Jair Bolsonaro a par ailleurs demandé au régime de Cuba de cesser de s’enrichir sur le dos des médecins. Aujourd’hui, les rémunérations des docteurs sont versées par l’OPS au gouvernement cubain, qui n’en redistribue qu’une partie aux médecins, selon un accord conlu entre les deux parties. À en croire Jair Bolsonaro, ulcéré à l’idée de financer un pays communiste, les médecins cubains seraient «esclaves » du régime cubain.

Redoutant un « scénario désastreux », le Front national des maires et le Conseil national des secrétaires municipaux de la santé ont appelé le nouveau gouvernement à revenir sur sa décision. «La situation est extrêmement préoccupante et peut conduire à un état de catastrophe publique. Elle nécessite d’être surmontée à court terme », a aussi plaidé la Confédération nationale des municipalités, mercredi. En vain.

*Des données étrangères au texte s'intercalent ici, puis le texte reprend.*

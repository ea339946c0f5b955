//! Top-level orchestration: walks a `TypedProgram`'s items, compiles every
//! non-generic function eagerly, drives on-demand monomorphization for
//! generic ones, and assembles the entry chunk that defines every compiled
//! function as a global and (if present) calls `main` (spec.md §4.6, §6.1).

use std::collections::{BTreeMap, HashMap, HashSet, VecDeque};

use vex_analyzer::{TypedFunction, TypedItem, TypedProgram};
use vex_bytecode::{Chunk, Constant, FunctionDescriptor, Instruction};
use vex_symbols::SymbolTable;
use vex_types::{unify, Type};

use super::error::CompileError;
use super::generics::{mangle, substitute_function};

const MAX_SPECIALIZATION_DEPTH: usize = 8;

pub struct CompiledProgram {
    pub entry: FunctionDescriptor,
}

/// Compile-time state shared across every function being compiled:
/// top-level function definitions (for call resolution and specialization),
/// the symbol table handed off by the analyzer (trait/instance lookups), and
/// the monomorphization cache/queue.
pub(super) struct Compiler<'a> {
    pub functions: BTreeMap<String, &'a TypedFunction>,
    pub symbols: &'a SymbolTable,
    mono_cache: HashSet<String>,
    pending: VecDeque<(String, TypedFunction)>,
    recursion_guard: HashMap<String, usize>,
}

impl<'a> Compiler<'a> {
    /// Requests a monomorphized instantiation of the generic function
    /// `name` at `type_args`, queuing its body for compilation the first
    /// time this exact instantiation is seen, and returns the mangled
    /// global name call sites should reference.
    pub(super) fn request_specialization(&mut self, name: &str, type_args: Vec<Type>) -> Result<String, CompileError> {
        // Depth check comes before `mangle`, not after: materializing the
        // mangled name walks `type_args`'s structure, which is itself
        // unbounded on a deeply nested or recursively-aliased type, so the
        // guard must reject those before that walk ever runs.
        let depth = self.recursion_guard.entry(name.to_string()).or_insert(0);
        *depth += 1;
        if *depth > MAX_SPECIALIZATION_DEPTH {
            return Err(CompileError::SpecializationTooDeep { name: name.to_string(), max: MAX_SPECIALIZATION_DEPTH });
        }
        let mangled = mangle(name, &type_args);
        if self.mono_cache.contains(&mangled) {
            // Already specialized: no new expansion happened, so this call
            // doesn't count against the name's recursion budget.
            *self.recursion_guard.get_mut(name).expect("just inserted") -= 1;
            return Ok(mangled);
        }
        let def = *self.functions.get(name).ok_or_else(|| CompileError::UnresolvedName(name.to_string()))?;
        let mut subst = vex_types::Substitution::empty();
        for (var, ty) in def.scheme.vars.iter().zip(type_args.iter()) {
            subst.insert(var.clone(), ty.clone());
        }
        let specialized = substitute_function(def, &subst);
        self.mono_cache.insert(mangled.clone());
        self.pending.push_back((mangled.clone(), specialized));
        Ok(mangled)
    }

    /// Recovers the concrete type arguments a call site needs to specialize
    /// `def` against, by unifying `def`'s scheme body (an arrow type) with
    /// the arrow type built from the call's own (already inferred) argument
    /// and result types.
    pub(super) fn infer_type_args(
        def: &TypedFunction,
        arg_types: &[Type],
        result_type: &Type,
    ) -> Result<Vec<Type>, CompileError> {
        let call_shape = Type::func(arg_types.to_vec(), result_type.clone());
        let solved = unify(&def.scheme.body, &call_shape, None)
            .map_err(|_| CompileError::AmbiguousInstantiation(def.name.clone()))?;
        Ok(def
            .scheme
            .vars
            .iter()
            .map(|v| solved.get(v).cloned().unwrap_or_else(|| Type::var(v)))
            .collect())
    }
}

pub fn compile_program(program: &TypedProgram, symbols: &SymbolTable) -> Result<CompiledProgram, CompileError> {
    let mut functions = BTreeMap::new();
    for item in &program.items {
        if let TypedItem::Function(f) = item {
            functions.insert(f.name.clone(), f);
        }
    }

    let mut compiler = Compiler {
        functions,
        symbols,
        mono_cache: HashSet::new(),
        pending: VecDeque::new(),
        recursion_guard: HashMap::new(),
    };

    let mut compiled: Vec<(String, FunctionDescriptor)> = Vec::new();

    let monomorphic: Vec<&TypedFunction> =
        compiler.functions.values().filter(|f| !f.scheme.is_polymorphic()).copied().collect();
    for func in monomorphic {
        let descriptor = super::function::compile_function(&mut compiler, func, &func.name)?;
        compiled.push((func.name.clone(), descriptor));
    }

    while let Some((mangled, func)) = compiler.pending.pop_front() {
        let descriptor = super::function::compile_function(&mut compiler, &func, &mangled)?;
        compiled.push((mangled, descriptor));
    }

    let mut main_chunk = Chunk::new();
    for (name, descriptor) in compiled {
        let function_idx = main_chunk.add_constant(Constant::Function(descriptor));
        main_chunk.emit(Instruction::Closure { function: function_idx, upvalues: Vec::new() }, 0);
        let name_idx = main_chunk.add_constant(Constant::Str(name));
        main_chunk.emit(Instruction::DefineGlobal(name_idx), 0);
    }

    if compiler.functions.contains_key("main") {
        let name_idx = main_chunk.add_constant(Constant::Str("main".to_string()));
        main_chunk.emit(Instruction::GetGlobal(name_idx), 0);
        main_chunk.emit(Instruction::Call(0), 0);
    } else {
        main_chunk.emit(Instruction::Nil, 0);
    }
    main_chunk.emit(Instruction::Return, 0);

    let entry = FunctionDescriptor {
        name: "<entry>".to_string(),
        arity: 0,
        required_arity: 0,
        is_variadic: false,
        defaults: Vec::new(),
        local_count: 0,
        upvalue_count: 0,
        chunk: main_chunk,
        local_names: Vec::new(),
    };

    Ok(CompiledProgram { entry })
}
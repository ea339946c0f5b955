// Item parsing (struct, enum, function, interface, const, import, export)

use super::Parser;
use crate::ParseError;
use vex_ast::*;
use vex_lexer::Token;
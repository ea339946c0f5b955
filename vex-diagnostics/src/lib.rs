// Comprehensive Error System for Vex Compiler
// Provides Rust-quality error messages with spans, colors, and suggestions

use colored::Colorize;
use std::fmt;
use std::path::Path;

// Span tracking module
pub mod span_map;
pub use span_map::SpanMap;

/// Source code location (line, column, file)
#[derive(Debug, Clone, PartialEq)]
pub struct Span {
    pub file: String,
    pub line: usize,
    pub column: usize,
    pub length: usize, // Length of the error span
}

impl Span {
    pub fn new(file: String, line: usize, column: usize, length: usize) -> Self {
        Self {
            file,
            line,
            column,
            length,
        }
    }

    pub fn from_file_and_span(file: &str, source: &str, span: std::ops::Range<usize>) -> Self {
        let before = &source[..span.start];
        let line = before.chars().filter(|&c| c == '\n').count() + 1;
        let column = before
            .rfind('\n')
            .map_or(before.len() + 1, |pos| before.len() - pos);
        let length = span.end.saturating_sub(span.start).max(1);

        Self {
            file: file.to_string(),
            line,
            column,
            length,
        }
    }

    pub fn unknown() -> Self {
        Self {
            file: "<unknown>".to_string(),
            line: 0,
            column: 0,
            length: 0,
        }
    }

    /// Create span from file path
    pub fn from_path(path: &Path) -> Self {
        Self {
            file: path.display().to_string(),
            line: 0,
            column: 0,
            length: 0,
        }
    }
}

impl fmt::Display for Span {
    fn fmt(&self, f: &mut fmt::Formatter) -> fmt::Result {
        write!(f, "{}:{}:{}", self.file, self.line, self.column)
    }
}

/// Error severity levels
#[derive(Debug, Clone, Copy, PartialEq, Eq)]
pub enum ErrorLevel {
    Error,
    Warning,
    Info,
    Note,
    Help,
}

impl fmt::Display for ErrorLevel {
    fn fmt(&self, f: &mut fmt::Formatter) -> fmt::Result {
        match self {
            ErrorLevel::Error => write!(f, "{}", "error".red().bold()),
            ErrorLevel::Warning => write!(f, "{}", "warning".yellow().bold()),
            ErrorLevel::Info => write!(f, "{}", "info".blue().bold()),
            ErrorLevel::Note => write!(f, "{}", "note".cyan().bold()),
            ErrorLevel::Help => write!(f, "{}", "help".green().bold()),
        }
    }
}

Jair Bolsonaro, qui sera officiellement intronisé le 1er janvier, n’en est pas à sa première bravade diplomatique. Lui et ses équipes ont déjà froissé les pays musulmans en voulant déménager l’ambassade du Brésil en Israël de Tel-Aviv à Jérusalem. Ils ont heurté la Chine en l’accusant de vouloir « acheter le Brésil », destabilisé l’Argentine en dénigrant le Mercosur, et snobé la Norvège, qui s’inquiétait au sujet de la déforestation en Amazonie. Le futur ministre des relations extérieures de Jair Bolsonaro, Ernesto Araujo, qui prétend que le réchauffement climatique est un « complot marxiste », promet d’accentuer encore le malaise. Ce grand admirateur de Donald Trump a affirmé récemment que l’Europe était « culturellement vide ».